*** Records for processing ***

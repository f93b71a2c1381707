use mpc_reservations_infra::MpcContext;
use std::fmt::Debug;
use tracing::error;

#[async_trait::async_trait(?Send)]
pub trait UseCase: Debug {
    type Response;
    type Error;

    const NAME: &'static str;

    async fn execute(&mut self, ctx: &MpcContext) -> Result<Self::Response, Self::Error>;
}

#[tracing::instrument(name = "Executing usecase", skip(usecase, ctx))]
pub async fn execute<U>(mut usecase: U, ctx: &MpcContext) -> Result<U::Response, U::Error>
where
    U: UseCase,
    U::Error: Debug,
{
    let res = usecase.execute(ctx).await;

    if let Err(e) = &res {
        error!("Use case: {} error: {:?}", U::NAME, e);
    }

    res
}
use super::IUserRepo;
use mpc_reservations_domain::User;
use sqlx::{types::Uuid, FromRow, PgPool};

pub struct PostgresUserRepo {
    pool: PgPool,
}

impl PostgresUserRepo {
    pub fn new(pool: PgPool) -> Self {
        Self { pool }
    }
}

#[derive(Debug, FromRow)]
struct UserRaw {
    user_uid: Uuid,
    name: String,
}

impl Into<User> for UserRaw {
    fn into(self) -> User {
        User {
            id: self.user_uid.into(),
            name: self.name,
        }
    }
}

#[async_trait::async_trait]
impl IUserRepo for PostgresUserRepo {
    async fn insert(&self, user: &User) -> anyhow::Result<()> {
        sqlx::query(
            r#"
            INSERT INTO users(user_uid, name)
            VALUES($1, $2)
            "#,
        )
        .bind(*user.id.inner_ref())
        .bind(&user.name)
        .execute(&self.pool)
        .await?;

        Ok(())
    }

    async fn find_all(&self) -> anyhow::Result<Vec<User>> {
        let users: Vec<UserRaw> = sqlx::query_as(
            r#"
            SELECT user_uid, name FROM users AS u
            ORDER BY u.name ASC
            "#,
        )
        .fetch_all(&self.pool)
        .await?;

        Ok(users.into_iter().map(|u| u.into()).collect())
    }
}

*** End of Records for processing ***

> **Directions**
All lines above with the word "sqlx" need to be reported.

> **Solution for this problem**
use sqlx::{types::Uuid, FromRow, PgPool};
        sqlx::query(
        let users: Vec<UserRaw> = sqlx::query_as(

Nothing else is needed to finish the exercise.